Past Webinar – 7 December 2022 | ACCYPN

Past Webinar – 7 December 2022

ACCYPN Webinar

Wednesday 7 December 2022 – Strep A – one bugger of a bug!


ACCYPN invites you to join Dr Joshua Osowicki, Paediatric Infectious Diseases Physician, Infectious Diseases Unit, Department of General Medicine, The Royal Children’s Hospital Melbourne for a webinar.


Members please use the registration link sent to you via email to access member rates.  

Non-Members to access Member rates please click here and join as a member now and you will be emailed a link to register for the webinar at member rates. 

Presentation:  Strep A – one bugger of a bug!
Date: Wednesday 7 December 2022
Presenter: Dr Joshua Osowicki, Paediatric Infectious Diseases Physician, Infectious Diseases Unit, Department of General Medicine, The Royal Children’s Hospital Melbourne
Time: 12:30 pm NSW / VIC / ACT (AEDT) | 12.00pm SA (ACDT) | 11:30 am QLD (AEST) | 11:00am NT (ACST) 9.30am WA (ACST) (1 CPD Hour) (1/2 hour presentation with 15 minutes Q&A and 15 minutes open discussion)
Attendance: Live Webinar
Cost: Members (Free), Non Members $25.00
Registration: Online Registration
Non-Members to access Member rates please click here and join as a member now and you will be emailed a link to register for the webinar at member rates.

Disclaimer: The webinar will be recorded.  As this webinar includes Q&A and open discussion, anyone who participates or has their video turned on may be included in the recording.

Title: Strep A – one bugger of a bug!

Abstract

While the global burden of diseases due to Strep A bacteria (Group A Streptococcus pyogenes) hits the very young, very old, and very poor hardest, no person or place is completely safe from Strep A. The impact of Strep A diseases, from pharyngitis to flesh-eating disease, is felt everywhere around the world, at all ages, and strikes at every level of healthcare from primary to intensive care.

If you work in the community, you might be most aware of Strep A as the cause of ‘strep throat’, affecting more than 600 million people every year, and impetigo or ‘school sores’ that affect 100s of millions of children every year. It’s also a leading cause of cellulitis, especially in seniors. If you work in northern Australia, you’ll know Strep A as the cause of acute rheumatic fever, rheumatic heart disease, and post-streptococcal glomerulonephritis, post-infectious conditions that damage the heart and kidneys. And anyone who has worked in critical care will know the horror of streptococcal toxic shock syndrome and other invasive Strep A diseases like necrotising fasciitis.

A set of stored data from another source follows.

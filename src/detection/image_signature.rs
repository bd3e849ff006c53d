//! Image signature whitelisting
//!
//! Classifies the leading bytes of an upload against a closed set of image
//! magic-byte signatures. Detection is deny-by-default: anything that does
//! not match the whitelist exactly is rejected, regardless of the extension
//! or content type the upload declared.
//!
//! ## Design Principles
//!
//! 1. **Whitelist over blacklist**: only JPEG, PNG and WebP pass; every other
//!    payload is rejected, including well-formed formats like GIF
//!
//! 2. **Header bytes only**: classification depends on at most the first 12
//!    bytes of the probe and never interprets or executes the payload
//!
//! 3. **Pure function**: no side effects, no state between calls
//!
//! ## Usage
//!
//! ```rust
//! use upload_guard::detection::{validate_image_bytes, ImageKind};
//!
//! let data = vec![0x89, 0x50, 0x4E, 0x47, 0x0D, 0x0A, 0x1A, 0x0A]; // PNG magic
//! let kind = validate_image_bytes(&data).unwrap();
//! assert_eq!(kind, ImageKind::Png);
//! assert_eq!(kind.mime_type(), "image/png");
//! ```

use std::fmt;

use serde::{Deserialize, Serialize};

use crate::errors::{ValidationError, ValidationResult};

/// Maximum number of bytes inspected from the start of an upload.
///
/// WebP detection needs 12 bytes, PNG 8 and JPEG 3; the 32-byte cap is
/// headroom rather than a requirement, and is part of the public contract.
pub const PROBE_CAP: usize = 32;

/// Shortest probe that could possibly carry a recognizable signature.
pub const MIN_SIGNATURE_LEN: usize = 4;

/// JPEG: FF D8 FF
const JPEG_MAGIC: &[u8] = &[0xFF, 0xD8, 0xFF];

/// PNG: 89 50 4E 47 0D 0A 1A 0A
const PNG_MAGIC: &[u8] = &[0x89, 0x50, 0x4E, 0x47, 0x0D, 0x0A, 0x1A, 0x0A];

/// WebP: RIFF container with a WEBP form type at offset 8
const RIFF_MAGIC: &[u8] = b"RIFF";
const WEBP_FORM: &[u8] = b"WEBP";

/// Whitelisted image kinds
#[derive(Debug, Clone, Copy, PartialEq, Eq, Serialize, Deserialize)]
pub enum ImageKind {
    /// JPEG image (magic: FF D8 FF)
    Jpeg,
    /// PNG image (magic: 89 50 4E 47 0D 0A 1A 0A)
    Png,
    /// WebP image (magic: RIFF....WEBP)
    Webp,
}

impl ImageKind {
    /// Canonical lowercase tag, the value upload handlers store
    pub fn tag(&self) -> &'static str {
        match self {
            ImageKind::Jpeg => "jpeg",
            ImageKind::Png => "png",
            ImageKind::Webp => "webp",
        }
    }

    /// Standard MIME type string
    pub fn mime_type(&self) -> &'static str {
        match self {
            ImageKind::Jpeg => "image/jpeg",
            ImageKind::Png => "image/png",
            ImageKind::Webp => "image/webp",
        }
    }

    /// Canonical file extension without leading dot
    pub fn extension(&self) -> &'static str {
        match self {
            ImageKind::Jpeg => "jpg",
            ImageKind::Png => "png",
            ImageKind::Webp => "webp",
        }
    }
}

impl fmt::Display for ImageKind {
    fn fmt(&self, f: &mut fmt::Formatter<'_>) -> fmt::Result {
        f.write_str(self.tag())
    }
}

/// Classify a header probe against the signature whitelist.
///
/// Rules are evaluated in fixed priority order and the first match wins.
/// Every comparison is prefix-based, so a probe shorter than a rule's
/// signature simply cannot match that rule; nothing past offset 12 is ever
/// consulted.
pub fn sniff_header(header: &[u8]) -> ValidationResult<ImageKind> {
    if header.len() < MIN_SIGNATURE_LEN {
        return Err(ValidationError::TooSmall { len: header.len() });
    }

    if header.starts_with(JPEG_MAGIC) {
        return Ok(ImageKind::Jpeg);
    }

    if header.starts_with(PNG_MAGIC) {
        return Ok(ImageKind::Png);
    }

    if header.len() >= 12 && header.starts_with(RIFF_MAGIC) && &header[8..12] == WEBP_FORM {
        return Ok(ImageKind::Webp);
    }

    Err(ValidationError::UnrecognizedFormat)
}

/// Validate an in-memory upload by sniffing its leading bytes.
///
/// Only the first [`PROBE_CAP`] bytes are inspected; trailing content has no
/// influence on the result.
pub fn validate_image_bytes(data: &[u8]) -> ValidationResult<ImageKind> {
    let probe_len = data.len().min(PROBE_CAP);
    sniff_header(&data[..probe_len])
}
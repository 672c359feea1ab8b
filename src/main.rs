//! `toolstream <prompt>`: stream one answer to stdout.
//!
//! Ctrl-C cancels the stream; a second Ctrl-C is ignored until the stream
//! has wound down.

use std::io::Write;
use std::path::PathBuf;
use std::sync::Arc;

use anyhow::Context;
use clap::Parser;
use tokio::sync::mpsc;

use toolstream::config::{find_config_path, load_engine_config, EngineConfig};
use toolstream::inference::ChatMessage;
use toolstream::{Engine, StreamEvent, StreamStatus};

/// CLI arguments for toolstream
#[derive(Parser, Debug)]
#[command(name = "toolstream", about = "Stream a local model's answer, running the tools it calls")]
struct Cli {
    /// Prompt to send
    prompt: Vec<String>,
    /// Config file (defaults to toolstream.yaml found from the working directory)
    #[arg(long, value_name = "PATH", env = "TOOLSTREAM_CONFIG")]
    config: Option<PathBuf>,
    /// Model to use instead of the configured one
    #[arg(long, value_name = "MODEL", env = "TOOLSTREAM_MODEL")]
    model: Option<String>,
    /// Override the tool-call bound
    #[arg(long, value_name = "INT")]
    max_cycles: Option<u32>,
    /// Print the available tools and exit
    #[arg(long)]
    list_tools: bool,
    /// Print the models installed on the model server and exit
    #[arg(long)]
    list_models: bool,
}

fn resolve_config(cli: &Cli) -> anyhow::Result<(EngineConfig, PathBuf)> {
    let cwd = std::env::current_dir().context("reading working directory")?;
    let path = cli.config.clone().or_else(|| find_config_path(&cwd));

    let (mut config, base_dir) = match path {
        Some(path) => {
            let config = load_engine_config(&path)?;
            let base_dir = path.parent().map(PathBuf::from).unwrap_or_else(|| cwd.clone());
            tracing::info!(path = %path.display(), "loaded engine config");
            (config, base_dir)
        }
        None => {
            tracing::info!("no config file found, using defaults");
            (EngineConfig::default(), cwd)
        }
    };

    if let Some(model) = &cli.model {
        config.model.name = model.clone();
    }
    if let Some(max) = cli.max_cycles {
        anyhow::ensure!(max > 0, "--max-cycles must be at least 1");
        config.orchestration.max_cycles = max;
    }
    Ok((config, base_dir))
}

#[tokio::main]
async fn main() -> anyhow::Result<()> {
    let cli = Cli::parse();

    let log_dir = toolstream::data_dir().join("logs");
    toolstream::init_tracing(&log_dir).context("initializing logging")?;

    let (config, base_dir) = resolve_config(&cli)?;
    let engine = Engine::from_config(config, &base_dir)?;

    if cli.list_models {
        for model in engine.list_models().await? {
            println!("{}", model.name);
        }
        return Ok(());
    }

    for (name, error) in engine.start_providers().await {
        eprintln!("warning: provider '{name}' failed to start: {error}");
    }

    if cli.list_tools {
        for tool in engine.available_tools().await {
            println!("{}  {}", tool.qualified_name(), tool.description);
        }
        engine.shutdown().await;
        return Ok(());
    }

    let prompt = cli.prompt.join(" ");
    if prompt.trim().is_empty() {
        engine.shutdown().await;
        anyhow::bail!("no prompt given");
    }

    let sweeper = engine.start_sweeper();
    let (tx, mut rx) = mpsc::unbounded_channel::<StreamEvent>();
    let handle = engine.stream_chat(None, vec![ChatMessage::user(prompt)], Arc::new(tx));

    let mut stdout = std::io::stdout();
    let mut interrupted = false;
    loop {
        tokio::select! {
            event = rx.recv() => match event {
                Some(event) => {
                    write!(stdout, "{}", event.content)?;
                    stdout.flush()?;
                    if event.done {
                        break;
                    }
                }
                None => break,
            },
            _ = tokio::signal::ctrl_c(), if !interrupted => {
                interrupted = engine.cancel_stream(&handle.channel_id);
                if !interrupted {
                    tracing::debug!(channel_id = %handle.channel_id, "ctrl-c after stream finished");
                }
            }
        }
    }
    writeln!(stdout)?;

    let result = handle.task.await.context("stream task panicked")?;
    engine.shutdown().await;
    let _ = sweeper.await;

    let outcome = result?;
    if outcome.status == StreamStatus::Cancelled {
        eprintln!("(cancelled)");
    }
    tracing::info!(
        status = outcome.status.as_str(),
        tool_calls = outcome.tool_calls,
        "cli stream finished"
    );
    Ok(())
}
//! Ollama inference client.
//!
//! Opens streaming chat requests against a local Ollama server and hands
//! back a token stream. The orchestration loop only sees the [`ModelStream`]
//! trait, so tests substitute scripted streams.

use std::pin::Pin;
use std::time::Duration;

use futures::Stream;
use reqwest::Client as HttpClient;
use tokio_util::sync::CancellationToken;

use super::errors::InferenceError;
use super::streaming::parse_ndjson_stream;
use super::types::{ChatMessage, ChatOptions, ChatRequest, ModelInfo, ModelList};

// ─── Constants ───────────────────────────────────────────────────────────────

/// Default TCP connection timeout.
pub const DEFAULT_CONNECT_TIMEOUT: Duration = Duration::from_secs(5);

/// Default timeout for non-streaming calls (`/api/tags`).
const REQUEST_TIMEOUT: Duration = Duration::from_secs(30);

/// Default total timeout for one streaming response.
///
/// Local models can take a long time before the first token when the
/// context is large.
pub const DEFAULT_STREAM_TIMEOUT: Duration = Duration::from_secs(300);

// ─── ModelStream ─────────────────────────────────────────────────────────────

/// Content tokens from one model response, in order.
pub type TokenStream = Pin<Box<dyn Stream<Item = Result<String, InferenceError>> + Send>>;

/// Something that can open a streaming chat for a conversation.
///
/// Dropping the returned stream aborts the underlying request.
#[async_trait::async_trait]
pub trait ModelStream: Send + Sync {
    async fn open_stream(
        &self,
        model: &str,
        history: &[ChatMessage],
        options: &ChatOptions,
        cancel: CancellationToken,
    ) -> Result<TokenStream, InferenceError>;
}

// ─── OllamaClient ────────────────────────────────────────────────────────────

/// HTTP client for an Ollama server.
#[derive(Debug, Clone)]
pub struct OllamaClient {
    base_url: String,
    /// HTTP client for short requests.
    http: HttpClient,
    /// HTTP client for streaming chat (long total timeout).
    http_stream: HttpClient,
    stream_timeout: Duration,
}

impl OllamaClient {
    /// Create a client. Does NOT check connectivity; that happens on the
    /// first request.
    pub fn new(
        base_url: &str,
        connect_timeout: Duration,
        stream_timeout: Duration,
    ) -> Result<Self, InferenceError> {
        let base_url = base_url.trim_end_matches('/').to_string();

        let http = HttpClient::builder()
            .connect_timeout(connect_timeout)
            .timeout(REQUEST_TIMEOUT)
            .build()
            .map_err(|e| InferenceError::ConnectionFailed {
                endpoint: base_url.clone(),
                reason: format!("failed to build HTTP client: {e}"),
            })?;

        let http_stream = HttpClient::builder()
            .connect_timeout(connect_timeout)
            .timeout(stream_timeout)
            .build()
            .map_err(|e| InferenceError::ConnectionFailed {
                endpoint: base_url.clone(),
                reason: format!("failed to build streaming HTTP client: {e}"),
            })?;

        Ok(Self {
            base_url,
            http,
            http_stream,
            stream_timeout,
        })
    }

    pub fn base_url(&self) -> &str {
        &self.base_url
    }

    /// List installed models (`GET /api/tags`).
    pub async fn list_models(&self) -> Result<Vec<ModelInfo>, InferenceError> {
        let url = format!("{}/api/tags", self.base_url);
        let response = self
            .http
            .get(&url)
            .send()
            .await
            .map_err(|e| map_send_error(&url, e, REQUEST_TIMEOUT))?;

        let status = response.status();
        if !status.is_success() {
            let body = response.text().await.unwrap_or_default();
            return Err(InferenceError::HttpError {
                status: status.as_u16(),
                body,
            });
        }

        let list: ModelList = response
            .json()
            .await
            .map_err(|e| InferenceError::StreamError {
                reason: format!("failed to parse model list: {e}"),
            })?;
        Ok(list.models)
    }
}

#[async_trait::async_trait]
impl ModelStream for OllamaClient {
    async fn open_stream(
        &self,
        model: &str,
        history: &[ChatMessage],
        options: &ChatOptions,
        cancel: CancellationToken,
    ) -> Result<TokenStream, InferenceError> {
        let url = format!("{}/api/chat", self.base_url);
        let body = ChatRequest {
            model,
            messages: history,
            stream: true,
            options: *options,
        };

        // Log the request metadata (not the full body, it can be huge)
        tracing::info!(
            url = %url,
            model = %model,
            message_count = history.len(),
            "=== LLM REQUEST ==="
        );
        if let Some(last) = history.last() {
            tracing::debug!(role = ?last.role, content = %last.content, "last history message");
        }

        let send = self.http_stream.post(&url).json(&body).send();
        let response = tokio::select! {
            biased;
            _ = cancel.cancelled() => {
                return Err(InferenceError::StreamError {
                    reason: "request cancelled".into(),
                });
            }
            result = send => result.map_err(|e| map_send_error(&url, e, self.stream_timeout))?,
        };

        let status = response.status();
        if !status.is_success() {
            let body = response.text().await.unwrap_or_default();
            if status.as_u16() == 404 && body.contains("not found") {
                return Err(InferenceError::ModelNotFound {
                    model: model.to_string(),
                });
            }
            return Err(InferenceError::HttpError {
                status: status.as_u16(),
                body,
            });
        }

        Ok(Box::pin(parse_ndjson_stream(response.bytes_stream())))
    }
}

fn map_send_error(url: &str, e: reqwest::Error, timeout: Duration) -> InferenceError {
    if e.is_timeout() {
        InferenceError::Timeout {
            duration_secs: timeout.as_secs(),
        }
    } else {
        InferenceError::ConnectionFailed {
            endpoint: url.to_string(),
            reason: e.to_string(),
        }
    }
}

// ─── Tests ───────────────────────────────────────────────────────────────────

In Australia, Strep A infections and post-infectious problems severely affect the health and wellbeing of Indigenous communities, which are hit especially hard by rheumatic heart disease, with the highest rates in the world. Although the story of Strep A vaccine development is a long and frustrating one, Josh has some exciting news about things that are happening to hopefully help put the scourge of Strep A behind us!

Presenter BIO:

Dr Joshua Osowicki, MBBS BMedSci PhD FRACP
Clinician-Scientist Fellow, Melbourne Children’s Campus
Postdoctoral researcher – Tropical Diseases Research Group,  Murdoch Children’s Research Institute
Paediatric Infectious Diseases Physician, Infectious Diseases Unit, Department of General Medicine, The Royal Children’s Hospital Melbourne
Infectious Diseases Unit, Department of General Medicine, The Royal Children’s Hospital Melbourne
Senior lecturer (honorary), Department of Paediatrics, Faculty of Medicine, Dentistry, and Health Sciences, The University of Melbourne

Josh is a Paediatric Infectious Diseases physician, trained in Melbourne and Darwin in Australia, and Vancouver in Canada. He works clinically at the Royal Children’s Hospital Melbourne and completed his PhD in the Tropical Diseases research group at Murdoch Children’s Research Institute, establishing the world’s only Streptococcus pyogenes (aka group A Streptococcus, GAS, Strep A) pharyngitis human challenge model in healthy adults, based in Melbourne. Plans for vaccine evaluation using the model are an important part of a growing global push to accelerate GAS vaccine development, including WHO-supported efforts leading to establishment of a global Strep A VAccine Consortium (SAVAC) with funding from the Wellcome Trust, and a major investment by the Australian federal government’s Medical Research Future Fund (MRFF) in a new Australian Strep A Vaccine Initiative (ASAVI).